Q: Valets are notorious for parking in the residential neighborhoods.  How will you solve this problem?

A: Our valet service will be required to park on-site or in parking lots we have leased. All valets will have to abide by our strict policy of parking on site or in other contracted spaces.  

Q: Won’t cars get backed up onto Electric Ave during peak times?

A: No.  We have studied the peak arrival rate of the existing property and hired experts to determine the peak arrival rates for the new proposed uses.  The parking system and valet area has been designed to handle peak demand without cars backing up onto Electric. We also increased the size of the valet court so cars can easily queue onsite and not on Electric. 

Q:  Won't the project create a lot of extra traffic and congestion?

A: We have hired very experienced professionals, done our research, and made changes to the project to reduce this impact. The project will generate additional trips, but unlike with offices, apartments, or condos, hotel traffic is diffused throughout the day and not concentrated at peak rush hour.  By providing a mix of other uses, the traffic is further spread out.   The project will add less than 1% in traffic to commuter routes during peak hours.  

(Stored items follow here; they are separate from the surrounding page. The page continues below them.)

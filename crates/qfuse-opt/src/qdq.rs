//! The QDQ fusion pass.
//!
//! Detects fake-quantization regions where DequantizeLinear nodes feed
//! a float operator whose output is immediately re-quantized, and
//! rewrites each region into a native quantized operator. Operators
//! that move bytes without arithmetic (MaxPool, Reshape, Transpose)
//! are kept in place and only the Q/DQ nodes around them are removed.

use qfuse_graph::{Graph, GraphError, NodeId, ValueId, ops};

use crate::quant::{QuantParams, extract_quant_params};
use crate::rules::{FusionKind, FusionRegistry, FusionRule};
use crate::{GraphPass, MatchFailure, TransformError};

/// One quantized operand of a matched target node.
#[derive(Clone, Copy, Debug)]
struct QuantizedOperand {
    /// Quantized tensor the fused node will read.
    tensor: ValueId,
    /// Scale operand of the feeding DequantizeLinear.
    scale: ValueId,
    /// Zero-point operand of the feeding DequantizeLinear.
    zero_point: ValueId,
    /// Decoded parameters of the operand's encoding.
    params: QuantParams,
    /// The DequantizeLinear node to remove.
    dq: NodeId,
}

/// A fully verified fusion opportunity, ready to rewrite.
struct FusionMatch<'a> {
    rule: &'a FusionRule,
    target: NodeId,
    operands: Vec<QuantizedOperand>,
    out_q: NodeId,
    out_scale: ValueId,
    out_zero_point: ValueId,
    out_params: QuantParams,
    /// Output value of the output quantizer. The rewritten region
    /// produces this exact value, so downstream consumers and graph
    /// outputs keep their wiring.
    fused_output: ValueId,
}

/// Checks that a target input is fed by a removable DequantizeLinear
/// and resolves the quantized tensor the fused node will read instead.
fn match_quantized_input(
    graph: &Graph,
    value: ValueId,
) -> Result<QuantizedOperand, MatchFailure> {
    let Some((dq_id, dq)) = graph.producer_node(value) else {
        return Err(MatchFailure::PatternMismatch(
            "input is not produced by DequantizeLinear",
        ));
    };
    if dq.op_type != ops::DEQUANTIZE_LINEAR || dq.domain != ops::ONNX_DOMAIN {
        return Err(MatchFailure::PatternMismatch(
            "input is not produced by DequantizeLinear",
        ));
    }
    if dq.outputs.len() != 1 {
        return Err(MatchFailure::PatternMismatch(
            "DequantizeLinear has multiple outputs",
        ));
    }
    if graph.consumer_count(value) != 1 {
        return Err(MatchFailure::PatternMismatch(
            "dequantized value has other consumers",
        ));
    }
    if graph.is_graph_output(value) {
        return Err(MatchFailure::PatternMismatch(
            "dequantized value is a graph output",
        ));
    }
    let params = extract_quant_params(graph, dq_id)?;

    let data = dq.inputs[0];
    match graph.producer_node(data) {
        Some((q_id, q))
            if q.op_type == ops::QUANTIZE_LINEAR && q.domain == ops::ONNX_DOMAIN =>
        {
            // Q -> DQ round trip. The pair collapses only if both halves
            // agree exactly and nothing else observes the intermediate.
            if q.outputs.len() != 1 {
                return Err(MatchFailure::PatternMismatch(
                    "QuantizeLinear has multiple outputs",
                ));
            }
            if extract_quant_params(graph, q_id)? != params {
                return Err(MatchFailure::PatternMismatch(
                    "quantize and dequantize parameters differ",
                ));
            }
            if graph.consumer_count(data) != 1 {
                return Err(MatchFailure::PatternMismatch(
                    "quantized value has other consumers",
                ));
            }
            if graph.is_graph_output(data) {
                return Err(MatchFailure::PatternMismatch(
                    "quantized value is a graph output",
                ));
            }
        }
        _ => {
            // Already-quantized data: a weight initializer, a quantized
            // graph input, or the output of a previously fused node.
            // The storage type must be the one the parameters describe.
            if graph.value(data).ty != params.ty {
                return Err(MatchFailure::PatternMismatch(
                    "data element type does not match the zero point",
                ));
            }
        }
    }

    Ok(QuantizedOperand {
        tensor: data,
        scale: dq.inputs[1],
        zero_point: dq.inputs[2],
        params,
        dq: dq_id,
    })
}

/// Tries to match the fusion pattern rooted at one node.
fn match_node<'a>(
    graph: &Graph,
    registry: &'a FusionRegistry,
    id: NodeId,
) -> Result<FusionMatch<'a>, MatchFailure> {
    let Some(node) = graph.node(id) else {
        return Err(MatchFailure::PatternMismatch("node is no longer in the graph"));
    };
    let Some(rule) = registry.find(&node.op_type, &node.domain) else {
        return Err(MatchFailure::NoRule);
    };
    if node.inputs.len() != rule.input_arity {
        return Err(MatchFailure::PatternMismatch("unexpected input count"));
    }
    // A replacement node is assembled from the quantized operand
    // triples alone, so a Replace rule must quantize every input.
    if matches!(rule.kind, FusionKind::Replace { .. })
        && !(0..rule.input_arity).all(|index| rule.quantized_inputs.contains(&index))
    {
        return Err(MatchFailure::PatternMismatch(
            "rule leaves an input of the replaced node unquantized",
        ));
    }
    if node.outputs.len() != 1 {
        return Err(MatchFailure::PatternMismatch("target has multiple outputs"));
    }

    let mut operands = Vec::with_capacity(rule.quantized_inputs.len());
    for &index in rule.quantized_inputs {
        let Some(&input) = node.inputs.get(index) else {
            return Err(MatchFailure::PatternMismatch(
                "rule references an input the node does not have",
            ));
        };
        operands.push(match_quantized_input(graph, input)?);
    }

    let target_out = node.outputs[0];
    if graph.is_graph_output(target_out) {
        return Err(MatchFailure::PatternMismatch("target output is a graph output"));
    }
    let Some((q_id, q)) = graph.sole_consumer(target_out) else {
        return Err(MatchFailure::PatternMismatch(
            "target output is not consumed exactly once",
        ));
    };
    if q.op_type != ops::QUANTIZE_LINEAR || q.domain != ops::ONNX_DOMAIN {
        return Err(MatchFailure::PatternMismatch("target output is not re-quantized"));
    }
    if q.outputs.len() != 1 {
        return Err(MatchFailure::PatternMismatch(
            "QuantizeLinear has multiple outputs",
        ));
    }
    let out_params = extract_quant_params(graph, q_id)?;

    // A transparent operator moves bytes unchanged, so stripping its
    // Q/DQ nodes is only sound when input and output encodings agree.
    if rule.kind == FusionKind::Transparent {
        for operand in &operands {
            if operand.params != out_params {
                return Err(MatchFailure::PatternMismatch(
                    "input and output quantization parameters differ",
                ));
            }
        }
    }

    Ok(FusionMatch {
        rule,
        target: id,
        operands,
        out_q: q_id,
        out_scale: q.inputs[1],
        out_zero_point: q.inputs[2],
        out_params,
        fused_output: q.outputs[0],
    })
}

fn rewrite_error(node: &str, source: GraphError) -> TransformError {
    TransformError::Rewrite { node: node.to_owned(), source }
}

/// Re-checks the wiring the matcher relied on. Rewrites mutate only
/// after this passes, so a failure leaves the graph untouched.
fn check_match_wiring(graph: &Graph, fusion: &FusionMatch<'_>, name: &str) -> Result<(), TransformError> {
    if graph.producer(fusion.fused_output) != Some(fusion.out_q) {
        return Err(rewrite_error(
            name,
            GraphError::InconsistentLink {
                value: graph.value(fusion.fused_output).name.clone(),
                detail: "fused output is not produced by the output quantizer",
            },
        ));
    }
    let Some(target) = graph.node(fusion.target) else {
        return Err(TransformError::Graph(GraphError::UnknownNode { id: fusion.target }));
    };
    let Some(&target_out) = target.outputs.first() else {
        return Err(rewrite_error(
            name,
            GraphError::OperandIndexOutOfRange { node: target.name.clone(), index: 0, arity: 0 },
        ));
    };
    if graph.consumers(target_out) != &[fusion.out_q] {
        return Err(rewrite_error(
            name,
            GraphError::InconsistentLink {
                value: graph.value(target_out).name.clone(),
                detail: "target output is observed outside the matched quantizer",
            },
        ));
    }
    for operand in &fusion.operands {
        let Some(dq) = graph.node(operand.dq) else {
            return Err(TransformError::Graph(GraphError::UnknownNode { id: operand.dq }));
        };
        let Some(&dq_out) = dq.outputs.first() else {
            return Err(rewrite_error(
                name,
                GraphError::OperandIndexOutOfRange { node: dq.name.clone(), index: 0, arity: 0 },
            ));
        };
        if graph.consumers(dq_out) != &[fusion.target] {
            return Err(rewrite_error(
                name,
                GraphError::InconsistentLink {
                    value: graph.value(dq_out).name.clone(),
                    detail: "dequantized value is observed outside the fused region",
                },
            ));
        }
    }
    Ok(())
}

/// Replaces the target and its Q/DQ region with one quantized node.
fn rewrite_replace(
    graph: &mut Graph,
    fusion: FusionMatch<'_>,
    fused_op: &str,
    fused_domain: &str,
) -> Result<(), TransformError> {
    let (name, attributes) = {
        let Some(node) = graph.node(fusion.target) else {
            return Err(TransformError::Graph(GraphError::UnknownNode { id: fusion.target }));
        };
        (node.name.clone(), (fusion.rule.map_attributes)(&node.attributes))
    };
    check_match_wiring(graph, &fusion, &name)?;

    let mut inputs = Vec::with_capacity(fusion.operands.len() * 3 + 2);
    for operand in &fusion.operands {
        inputs.extend([operand.tensor, operand.scale, operand.zero_point]);
    }
    inputs.extend([fusion.out_scale, fusion.out_zero_point]);

    graph
        .detach_node(fusion.target)
        .map_err(|source| rewrite_error(&name, source))?;
    graph
        .detach_node(fusion.out_q)
        .map_err(|source| rewrite_error(&name, source))?;
    for operand in &fusion.operands {
        graph
            .detach_node(operand.dq)
            .map_err(|source| rewrite_error(&name, source))?;
    }
    graph
        .add_node(
            format!("{name}_quant"),
            fused_op,
            fused_domain,
            inputs,
            vec![fusion.fused_output],
            attributes,
        )
        .map_err(|source| rewrite_error(&name, source))?;

    log::debug!("fused '{name}' into {fused_op} ({} output)", fusion.out_params.ty);
    Ok(())
}

/// Keeps the target and strips the Q/DQ nodes around it, rewiring the
/// target to read and produce quantized tensors directly.
fn rewrite_transparent(graph: &mut Graph, fusion: FusionMatch<'_>) -> Result<(), TransformError> {
    let name = match graph.node(fusion.target) {
        Some(node) => node.name.clone(),
        None => {
            return Err(TransformError::Graph(GraphError::UnknownNode { id: fusion.target }));
        }
    };
    check_match_wiring(graph, &fusion, &name)?;

    for (&index, operand) in fusion.rule.quantized_inputs.iter().zip(&fusion.operands) {
        graph
            .replace_input(fusion.target, index, operand.tensor)
            .map_err(|source| rewrite_error(&name, source))?;
        graph
            .detach_node(operand.dq)
            .map_err(|source| rewrite_error(&name, source))?;
    }
    graph
        .detach_node(fusion.out_q)
        .map_err(|source| rewrite_error(&name, source))?;
    graph
        .replace_output(fusion.target, 0, fusion.fused_output)
        .map_err(|source| rewrite_error(&name, source))?;

    log::debug!("removed fake quantization around '{name}'");
    Ok(())
}

fn rewrite(graph: &mut Graph, fusion: FusionMatch<'_>) -> Result<(), TransformError> {
    match fusion.rule.kind {
        FusionKind::Replace { fused_op, fused_domain } => {
            rewrite_replace(graph, fusion, fused_op, fused_domain)
        }
        FusionKind::Transparent => rewrite_transparent(graph, fusion),
    }
}

/// Fuses fake-quantization regions into native quantized operators.
///
/// One run performs a single sweep over the graph in topological
/// order; because earlier rewrites are visible to later candidates,
/// chains such as Conv -> MaxPool -> Reshape collapse in one sweep.
#[derive(Debug)]
pub struct QdqFusion {
    registry: FusionRegistry,
}

impl QdqFusion {
    /// Creates the pass with the built-in fusion rules.
    pub fn new() -> Self {
        Self { registry: FusionRegistry::builtin() }
    }

    /// Creates the pass with a caller-provided rule set.
    pub fn with_registry(registry: FusionRegistry) -> Self {
        Self { registry }
    }
}

impl Default for QdqFusion {
    fn default() -> Self {
        Self::new()
    }
}

impl GraphPass for QdqFusion {
    fn name(&self) -> &str {
        "qdq-fusion"
    }

    fn run(&self, graph: &mut Graph) -> Result<bool, TransformError> {
        let order = graph.topological_order()?;
        let mut fused = 0usize;
        for id in order {
            // Earlier rewrites in this sweep may have removed the node.
            if graph.node(id).is_none() {
                continue;
            }
            match match_node(graph, &self.registry, id) {
                Ok(m) => {
                    rewrite(graph, m)?;
                    fused += 1;
                }
                Err(MatchFailure::NoRule) => {}
                Err(failure) => {
                    if let Some(node) = graph.node(id) {
                        log::debug!("not fusing '{}': {failure}", node.name);
                    }
                }
            }
        }
        if fused > 0 {
            log::debug!("fused {fused} fake-quantization region(s)");
        }
        Ok(fused > 0)
    }
}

We will be encouraging guests not to bring a car, so they can better experience Venice as many locals do, on bikes, skateboards, and their own two feet.   We will provide bikes and skateboards to guests for use. 

We also eliminated back up driveways onto Electric and put the dedicated loading and trash on Broadway.  We are adding a sidewalk on the southwest side of Electric where there is none currently, and putting utilities underground (no poles) so people can walk and bike on that side of the street.  

Q: How will the project deal with increased trash?

A: According to a study by Terry A. Hayes Associates the project will have an estimated 95% increase in trash above current uses.  We’ve designed the project’s trash area to be 3x its current size to accommodate the increase.  Additionally, it will be enclosed and use compactors to dispose of the trash.  No additional trash truck trips will be needed above the current condition, as the space will be bigger and the increased amount of trash will only fill up another 10% of that truck. 

Q: How will the project deal with increased deliveries?

A: Currently, the three existing restaurants receive food, beverages, linens, and other items through delivery.  Delivery trips for restaurant supplies will not increase, the amount of product unloaded at each delivery will increase.   In many cases, the same delivery companies and suppliers supply the same goods for restaurants and hotels.  As studied by our consultants, the hotel will generate three additional linen deliveries a week over the two the restaurants get now and one additional general supply delivery.

To further mitigate the impacts of deliveries, we created two loading spaces on Broadway that do not currently exist.

Q: What is the lot consolidation issue I have heard about?
A: The Venice Specific Plan prohibits consolidation of three or more lots if certain conditions are not met.  Each of the buildings are located on two lots or fewer, such that lot consolidation is not occurring. This provides the opportunity for pedestrian walkways and permeability of the block. The bridges connecting the buildings do not constitute “structures” that would lead to lot consolidation.  They are provided for convenience only.